# How should I flatten backyard lawn?



## NewHomeDIYGuy (Nov 23, 2011)

So I have a roughly 1/4 acre rear lawn that has some little hills that I'd like to make nice and flat. To note, the existing grade of the yard isn't a problem and I'm doing this purely for cosmetic/my personal preference to have a nice flat area to play on for myself and the kids. I won't be disturbing the existing grade within 10' of the house and deck. The "hills" are only about 2-3' high at most and I'd like to spread the slope over a larger area, say 20-30'. Can anyone comment on the "right way" to do this?

The existing grass has a good amount of weeds and I'm undecided on whether I want to keep it or just resod. I called up the local tool rental places and it costs about $400 to rent a bobcat/skid steer for a day with delivery and pickup. I was thinking the skid steer would be the best thing for this sort of job. I've never operated one before but I've asked a friend and he said it's not too bad. Would it be hard to flatten parts of the yard with a skid steer? I don't need fill dirt, and can just cut into the existing hill and remove the dirt and dump it in the very back of the yard. So the question is what are the proper steps? Should I rent a sod cutter and remove the sod/topsoil first or can I just goto town with the skid steer and reseed/sod afterwards? After resloping would I need to put down a good layer of topsoil for the new sod besides just starter fertilizer?

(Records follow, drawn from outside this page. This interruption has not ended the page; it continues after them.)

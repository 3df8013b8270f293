use serde::{Deserialize, Serialize};
use shared::error::AppError;

macro_rules! define_id {
    ($id_type:ident, $name:literal) => {
        #[doc = concat!($name, " を一意に識別する ID")]
        #[derive(
            Debug,
            Clone,
            Copy,
            PartialEq,
            Eq,
            Hash,
            PartialOrd,
            Ord,
            Serialize,
            Deserialize,
            sqlx::Type,
        )]
        #[serde(transparent)]
        #[sqlx(transparent)]
        pub struct $id_type(uuid::Uuid);

        impl $id_type {
            pub fn new() -> Self {
                Self(uuid::Uuid::new_v4())
            }

            pub fn raw(self) -> uuid::Uuid {
                self.0
            }
        }

        impl Default for $id_type {
            fn default() -> Self {
                Self::new()
            }
        }

        impl From<uuid::Uuid> for $id_type {
            fn from(value: uuid::Uuid) -> Self {
                Self(value)
            }
        }

        impl std::fmt::Display for $id_type {
            fn fmt(&self, f: &mut std::fmt::Formatter<'_>) -> std::fmt::Result {
                write!(f, "{}", self.0)
            }
        }

        impl std::str::FromStr for $id_type {
            type Err = AppError;

            fn from_str(s: &str) -> Result<Self, Self::Err> {
                Ok(Self(uuid::Uuid::parse_str(s)?))
            }
        }
    };
}

define_id!(CustomerId, "顧客");
define_id!(RoomId, "客室");
define_id!(BookingId, "予約");

#[cfg(test)]
mod tests {
    use super::*;
    use std::str::FromStr;

    #[test]
    fn id_round_trips_through_string() {
        let id = RoomId::new();
        let parsed = RoomId::from_str(&id.to_string()).unwrap();
        assert_eq!(id, parsed);
    }

    #[test]
    fn invalid_id_string_is_rejected() {
        let res = CustomerId::from_str("not-a-uuid");
        assert!(matches!(res, Err(AppError::ConvertToUuidError(_))));
    }
}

I will take some pictures later and post them up trying to show the flattening/grading change I'm trying to do. If anyone has suggestions I'm all ears. I will call a couple landscaping companies to get quotes but I know I'm going to choke at their prices and end up wanting to just do it myself. I figured mid-late Sept would be ideal for this sort of project since the soil won't be as hard/dry and it'd be a good time to grow new grass before winter. Again, I'm all ears. Thanks!


----------



## stick\shift (Mar 23, 2015)

Rule of thumb is if your yard is 50% or more weeds and/or undesired grasses, it's best to kill it all and start over. If that's the case, I'd get out the RoundUp and start spraying. Whether you need just a tiller or a skid steer I don't know without being able to see the yard.


----------



## NewHomeDIYGuy (Nov 23, 2011)

stick\shift said:


> Rule of thumb is if your yard is 50% or more weeds and/or undesired grasses, it's best to kill it all and start over. If that's the case, I'd get out the RoundUp and start spraying. Whether you need just a tiller or a skid steer I don't know without being able to see the yard.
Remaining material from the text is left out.